### The records
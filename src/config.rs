use crate::messaging::local::BootstrapNode;
use crate::messaging::Contact;
use crate::modules::ModuleKind;
use crate::styles::ThemeType;
use anyhow::{Context, Result};
use serde::{Deserialize, Serialize};
use std::path::{Path, PathBuf};

/// Main configuration structure
#[derive(Debug, Clone, PartialEq, Eq, Serialize, Deserialize)]
pub struct Config {
    /// UI theme (dark, light, nocolor)
    #[serde(default)]
    pub theme: ThemeType,
    /// Tab selected when a session starts
    #[serde(default = "default_tab")]
    pub default_tab: ModuleKind,
    /// Whether a session is open; written on login and logout
    #[serde(default)]
    pub is_user_logged_in: bool,
    /// Nickname of the logged in user
    #[serde(default)]
    pub nickname: Option<String>,
    /// Optional JSON file with additional contacts
    #[serde(default)]
    pub contacts_file: Option<PathBuf>,
    /// Rendezvous nodes; the built-in list is used when empty
    #[serde(default)]
    pub bootstrap_nodes: Vec<BootstrapNode>,
    /// Contacts to seed the local engine with
    #[serde(default)]
    pub contacts: Vec<Contact>,
}

fn default_tab() -> ModuleKind {
    ModuleKind::Conversations
}

impl Default for Config {
    fn default() -> Self {
        Self {
            theme: ThemeType::default(),
            default_tab: default_tab(),
            is_user_logged_in: false,
            nickname: None,
            contacts_file: None,
            bootstrap_nodes: Vec::new(),
            contacts: Vec::new(),
        }
    }
}

impl Config {
    /// Load configuration from file or create default
    pub fn load_or_create(config_path: &Path) -> Result<Self> {
        if config_path.exists() {
            let content = std::fs::read_to_string(config_path)
                .with_context(|| format!("Failed to read config file: {:?}", config_path))?;
            let config: Config =
                toml::from_str(&content).with_context(|| "Failed to parse config file")?;
            Ok(config)
        } else {
            let config = Self::default();
            config.save(config_path)?;
            Ok(config)
        }
    }

    /// Save configuration to file with secure permissions
    pub fn save(&self, config_path: &Path) -> Result<()> {
        let content = toml::to_string_pretty(self).with_context(|| "Failed to serialize config")?;

        if let Some(parent) = config_path.parent() {
            std::fs::create_dir_all(parent)
                .with_context(|| format!("Failed to create config directory: {:?}", parent))?;
        }

        std::fs::write(config_path, content)
            .with_context(|| format!("Failed to write config file: {:?}", config_path))?;

        // 600: the file names the logged in user
        #[cfg(unix)]
        {
            use std::os::unix::fs::PermissionsExt;
            let mut perms = std::fs::metadata(config_path)
                .with_context(|| format!("Failed to get file metadata: {:?}", config_path))?
                .permissions();
            perms.set_mode(0o600);
            std::fs::set_permissions(config_path, perms)
                .with_context(|| format!("Failed to set file permissions: {:?}", config_path))?;
        }

        Ok(())
    }

    /// Contacts from the config plus the optional seed file, deduplicated by id.
    pub fn seed_contacts(&self) -> Result<Vec<Contact>> {
        let mut contacts = self.contacts.clone();
        if let Some(path) = &self.contacts_file {
            for contact in crate::messaging::local::load_contacts(path)? {
                if !contacts.iter().any(|c| c.id == contact.id) {
                    contacts.push(contact);
                }
            }
        }
        Ok(contacts)
    }
}

#[cfg(test)]
mod tests {
    use super::*;
    use tempfile::TempDir;

    #[test]
    fn test_config_default() {
        let config = Config::default();
        assert_eq!(config.default_tab, ModuleKind::Conversations);
        assert!(!config.is_user_logged_in);
    }

    #[test]
    fn test_config_save_and_load() {
        let temp_dir = TempDir::new().unwrap();
        let config_path = temp_dir.path().join("config.toml");

        let mut config = Config::default();
        config.nickname = Some("ana".to_string());
        config.default_tab = ModuleKind::Contacts;
        config.save(&config_path).unwrap();

        let loaded = Config::load_or_create(&config_path).unwrap();
        assert_eq!(config, loaded);
    }

    #[test]
    fn test_load_or_create_writes_default() {
        let temp_dir = TempDir::new().unwrap();
        let config_path = temp_dir.path().join("nested").join("config.toml");

        let config = Config::load_or_create(&config_path).unwrap();
        assert!(config_path.exists());
        assert_eq!(config, Config::default());
    }

    #[test]
    fn test_seed_contacts_merges_file() {
        let temp_dir = TempDir::new().unwrap();
        let file = temp_dir.path().join("contacts.json");
        std::fs::write(
            &file,
            r#"[{"id": "alice", "name": "Alice (dup)"}, {"id": "erin", "name": "Erin"}]"#,
        )
        .unwrap();

        let mut config = Config::default();
        config.contacts = vec![Contact::new("alice", "Alice")];
        config.contacts_file = Some(file);

        let contacts = config.seed_contacts().unwrap();
        assert_eq!(contacts.len(), 2);
        assert_eq!(contacts[0].name, "Alice");
        assert_eq!(contacts[1].name, "Erin");
    }
}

### Task requirements
Write the number of data lines with "configuration", nothing else.

### Exercise response
3